=== PROBLEM TO WORK ON ===
From the line containing "maps a matching" to the last line of the records below, repeat every line exactly and add nothing else.
____________
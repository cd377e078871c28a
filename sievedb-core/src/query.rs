//! Attribute index and boolean queries over it.
//!
//! An [`Index`] maps attribute names to [`ValueDictionary`]s that all share
//! one bitset arena. A [`Query`] is a boolean tree over attribute values;
//! [`Index::evaluate`] turns it into a lazily evaluated [`QuerySet`].
//!
//! # Example
//!
//! ```
//! use sievedb_core::{GroupQuery, Index, Query, ScoredUid, SortOrder};
//!
//! let index = Index::new();
//! for (uid, city, sex) in [(1, "Rome", "f"), (2, "Oslo", "m"), (3, "Rome", "m"), (4, "Rome", "f")] {
//!     index.insert(uid, "city", city).unwrap();
//!     index.insert(uid, "sex", sex).unwrap();
//! }
//!
//! let query = Query::eq("city", "Rome").and(Query::eq("sex", "f"));
//! assert_eq!(index.select(&query, 10).unwrap(), vec![4, 1]);
//!
//! // Count matching records per sex among Romans, largest group first.
//! let sexes = index.dictionary("sex").unwrap();
//! let group = GroupQuery::new(5).with_order(SortOrder::Descending);
//! let top = index
//!     .group_top_k(
//!         &Query::eq("city", "Rome"),
//!         &group,
//!         |uid| {
//!             let f = sexes.find("f")?;
//!             let key = if sexes.get_bitset(f)?.contains(uid) { 1 } else { 2 };
//!             Some((key, 1.0))
//!         },
//!         |a, b| a > b,
//!     )
//!     .unwrap();
//! assert_eq!(top, vec![ScoredUid::new(1, 2.0), ScoredUid::new(2, 1.0)]);
//! ```

use std::collections::HashMap;
use std::sync::Arc;

use parking_lot::RwLock;
use serde::{Deserialize, Serialize};

use crate::bitset::{BitsetArena, Uid};
use crate::compound::QuerySet;
use crate::config::IndexConfig;
use crate::dictionary::{ValueDictionary, ValueId, MAX_VALUE_LEN};
use crate::error::{Error, Result};
use crate::group::{accumulate, ScoredUid};
use crate::topk::{top_k, SortOrder};

/// Boolean query over attribute values.
#[derive(Debug, Clone, PartialEq, Eq, Serialize, Deserialize)]
#[serde(tag = "op", rename_all = "snake_case")]
pub enum Query {
    /// Records whose `attr` equals `value`. An empty value means null.
    Eq { attr: String, value: String },
    /// Records whose `attr` equals any of `values`.
    AnyOf { attr: String, values: Vec<String> },
    /// Records with an empty `attr`.
    IsNull { attr: String },
    /// Records with a non-empty `attr`.
    NotNull { attr: String },
    /// Records matching every member. No members matches nothing.
    And { members: Vec<Query> },
    /// Records matching at least one member.
    Or { members: Vec<Query> },
}

impl Query {
    /// `attr == value`.
    pub fn eq(attr: impl Into<String>, value: impl Into<String>) -> Self {
        Query::Eq {
            attr: attr.into(),
            value: value.into(),
        }
    }

    /// `attr` in `values`.
    pub fn any_of<I, S>(attr: impl Into<String>, values: I) -> Self
    where
        I: IntoIterator<Item = S>,
        S: Into<String>,
    {
        Query::AnyOf {
            attr: attr.into(),
            values: values.into_iter().map(Into::into).collect(),
        }
    }

    /// `attr` is empty.
    pub fn is_null(attr: impl Into<String>) -> Self {
        Query::IsNull { attr: attr.into() }
    }

    /// `attr` is set.
    pub fn not_null(attr: impl Into<String>) -> Self {
        Query::NotNull { attr: attr.into() }
    }

    /// Intersection of `members`.
    pub fn all(members: impl IntoIterator<Item = Query>) -> Self {
        Query::And {
            members: members.into_iter().collect(),
        }
    }

    /// Union of `members`.
    pub fn any(members: impl IntoIterator<Item = Query>) -> Self {
        Query::Or {
            members: members.into_iter().collect(),
        }
    }

    /// `self AND other`. Chains of `and` stay flat.
    pub fn and(self, other: Query) -> Self {
        match self {
            Query::And { mut members } => {
                members.push(other);
                Query::And { members }
            }
            q => Query::all([q, other]),
        }
    }

    /// `self OR other`. Chains of `or` stay flat.
    pub fn or(self, other: Query) -> Self {
        match self {
            Query::Or { mut members } => {
                members.push(other);
                Query::Or { members }
            }
            q => Query::any([q, other]),
        }
    }
}

/// Parameters of a grouped top-K query.
#[derive(Debug, Clone, PartialEq, Serialize, Deserialize)]
#[serde(default)]
pub struct GroupQuery {
    /// Number of groups to return.
    pub limit: usize,
    /// Ranking direction.
    pub order: SortOrder,
    /// Estimated number of distinct groups, used to size the accumulator.
    pub expected_groups: usize,
    /// Largest uid to visit.
    pub max_uid: Uid,
}

impl Default for GroupQuery {
    fn default() -> Self {
        Self {
            limit: 50,
            order: SortOrder::Descending,
            expected_groups: 64,
            max_uid: Uid::MAX,
        }
    }
}

impl GroupQuery {
    /// Creates a query returning at most `limit` groups.
    pub fn new(limit: usize) -> Self {
        Self {
            limit,
            ..Self::default()
        }
    }

    /// Sets the ranking direction. Chainable.
    pub fn with_order(mut self, order: SortOrder) -> Self {
        self.order = order;
        self
    }

    /// Sets the expected group count. Chainable.
    pub fn with_expected_groups(mut self, groups: usize) -> Self {
        self.expected_groups = groups;
        self
    }

    /// Restricts the scan to uids up to `max_uid`. Chainable.
    pub fn with_max_uid(mut self, max_uid: Uid) -> Self {
        self.max_uid = max_uid;
        self
    }
}

/// Attribute catalog: one [`ValueDictionary`] per attribute name.
pub struct Index {
    config: IndexConfig,
    arena: Arc<BitsetArena>,
    attrs: RwLock<HashMap<String, Arc<ValueDictionary>>>,
}

impl Default for Index {
    fn default() -> Self {
        Self::build(IndexConfig::default())
    }
}

impl Index {
    /// Creates an index with the default configuration.
    pub fn new() -> Self {
        Self::default()
    }

    /// Creates an index with a validated configuration.
    pub fn with_config(config: IndexConfig) -> Result<Self> {
        config.validate()?;
        Ok(Self::build(config))
    }

    fn build(config: IndexConfig) -> Self {
        Self {
            arena: Arc::new(BitsetArena::with_capacity(config.arena_capacity)),
            attrs: RwLock::new(HashMap::new()),
            config,
        }
    }

    /// Active configuration.
    pub fn config(&self) -> &IndexConfig {
        &self.config
    }

    /// Arena shared by every bitset of this index.
    pub fn arena(&self) -> &Arc<BitsetArena> {
        &self.arena
    }

    /// Dictionary of `attr`, if anything was ever inserted under it.
    pub fn dictionary(&self, attr: &str) -> Option<Arc<ValueDictionary>> {
        self.attrs.read().get(attr).cloned()
    }

    /// Names of all known attributes, sorted.
    pub fn attributes(&self) -> Vec<String> {
        let mut names: Vec<_> = self.attrs.read().keys().cloned().collect();
        names.sort_unstable();
        names
    }

    fn dictionary_or_create(&self, attr: &str) -> Arc<ValueDictionary> {
        if let Some(dict) = self.dictionary(attr) {
            return dict;
        }
        self.attrs
            .write()
            .entry(attr.to_owned())
            .or_insert_with(|| {
                tracing::debug!(attr, "new attribute");
                Arc::new(ValueDictionary::new(self.arena.clone(), &self.config))
            })
            .clone()
    }

    /// Records that `uid` has `value` for `attr`. Empty values mark the
    /// attribute null for that record.
    pub fn insert(&self, uid: Uid, attr: &str, value: &str) -> Result<Option<ValueId>> {
        self.dictionary_or_create(attr).add(value, uid)
    }

    /// Undoes [`insert`](Self::insert). Unknown attributes or values are
    /// ignored.
    pub fn remove(&self, uid: Uid, attr: &str, value: &str) -> Result<()> {
        let Some(dict) = self.dictionary(attr) else {
            return Ok(());
        };
        if value.is_empty() {
            return dict.remove(None, uid);
        }
        match dict.find(value) {
            Some(id) => dict.remove(Some(id), uid),
            None => Ok(()),
        }
    }

    fn value_set(dict: Option<&ValueDictionary>, value: &str) -> Result<QuerySet> {
        if value.len() > MAX_VALUE_LEN {
            return Err(Error::ValueTooLong {
                len: value.len(),
                max: MAX_VALUE_LEN,
            });
        }
        let Some(dict) = dict else {
            return Ok(QuerySet::Empty);
        };
        if value.is_empty() {
            return Ok(QuerySet::leaf(dict.null().snapshot()));
        }
        Ok(dict
            .find(value)
            .and_then(|id| dict.get_bitset(id))
            .map_or(QuerySet::Empty, |bitset| QuerySet::leaf(bitset.snapshot())))
    }

    /// Compiles `query` into a set. Unknown attributes and values match
    /// nothing.
    ///
    /// # Errors
    ///
    /// [`Error::ValueTooLong`] if a queried value could never have been
    /// stored.
    pub fn evaluate(&self, query: &Query) -> Result<QuerySet> {
        match query {
            Query::Eq { attr, value } => Self::value_set(self.dictionary(attr).as_deref(), value),
            Query::AnyOf { attr, values } => {
                let dict = self.dictionary(attr);
                let members = values
                    .iter()
                    .map(|v| Self::value_set(dict.as_deref(), v))
                    .collect::<Result<Vec<_>>>()?;
                Ok(QuerySet::or(members))
            }
            Query::IsNull { attr } => Ok(self
                .dictionary(attr)
                .map_or(QuerySet::Empty, |d| QuerySet::leaf(d.null().snapshot()))),
            Query::NotNull { attr } => Ok(self
                .dictionary(attr)
                .map_or(QuerySet::Empty, |d| QuerySet::leaf(d.not_null().snapshot()))),
            Query::And { members } => Ok(QuerySet::and(
                members
                    .iter()
                    .map(|m| self.evaluate(m))
                    .collect::<Result<_>>()?,
            )),
            Query::Or { members } => Ok(QuerySet::or(
                members
                    .iter()
                    .map(|m| self.evaluate(m))
                    .collect::<Result<_>>()?,
            )),
        }
    }

    /// Up to `limit` matching uids, highest (most recent) first.
    pub fn select(&self, query: &Query, limit: usize) -> Result<Vec<Uid>> {
        Ok(self.evaluate(query)?.collect(Uid::MAX, limit))
    }

    /// Number of matching records.
    pub fn count(&self, query: &Query) -> Result<u64> {
        Ok(self.evaluate(query)?.count())
    }

    /// Groups the records matching `query` and returns the best groups.
    ///
    /// `metric` maps a matching uid to `(group_key, weight)` or `None` to
    /// skip it; weights are summed per group key, which must be non-zero.
    /// Groups are then ranked by total weight with `tie_less` as the
    /// ascending tie-break (see [`select_top_k`](crate::select_top_k)).
    pub fn group_top_k<M, T>(
        &self,
        query: &Query,
        group: &GroupQuery,
        metric: M,
        tie_less: T,
    ) -> Result<Vec<ScoredUid>>
    where
        M: FnMut(Uid) -> Option<(Uid, f64)>,
        T: Fn(Uid, Uid) -> bool,
    {
        let mut set = self.evaluate(query)?;
        let table = accumulate(&mut set, group.max_uid, group.expected_groups, metric);
        tracing::trace!(groups = table.len(), limit = group.limit, "groups accumulated");
        Ok(top_k(table.into_entries(), group.limit, group.order, tie_less))
    }
}

impl std::fmt::Debug for Index {
    fn fmt(&self, f: &mut std::fmt::Formatter<'_>) -> std::fmt::Result {
        f.debug_struct("Index")
            .field("attributes", &self.attrs.read().len())
            .field("live_bitsets", &self.arena.live())
            .finish()
    }
}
____________
=== WRITTEN SOLUTION ===
    /// `metric` maps a matching uid to `(group_key, weight)` or `None` to
    /// skip it; weights are summed per group key, which must be non-zero.
    /// Groups are then ranked by total weight with `tie_less` as the
    /// ascending tie-break (see [`select_top_k`](crate::select_top_k)).
    pub fn group_top_k<M, T>(
        &self,
        query: &Query,
        group: &GroupQuery,
        metric: M,
        tie_less: T,
    ) -> Result<Vec<ScoredUid>>
    where
        M: FnMut(Uid) -> Option<(Uid, f64)>,
        T: Fn(Uid, Uid) -> bool,
    {
        let mut set = self.evaluate(query)?;
        let table = accumulate(&mut set, group.max_uid, group.expected_groups, metric);
        tracing::trace!(groups = table.len(), limit = group.limit, "groups accumulated");
        Ok(top_k(table.into_entries(), group.limit, group.order, tie_less))
    }
}

impl std::fmt::Debug for Index {
    fn fmt(&self, f: &mut std::fmt::Formatter<'_>) -> std::fmt::Result {
        f.debug_struct("Index")
            .field("attributes", &self.attrs.read().len())
            .field("live_bitsets", &self.arena.live())
            .finish()
    }
}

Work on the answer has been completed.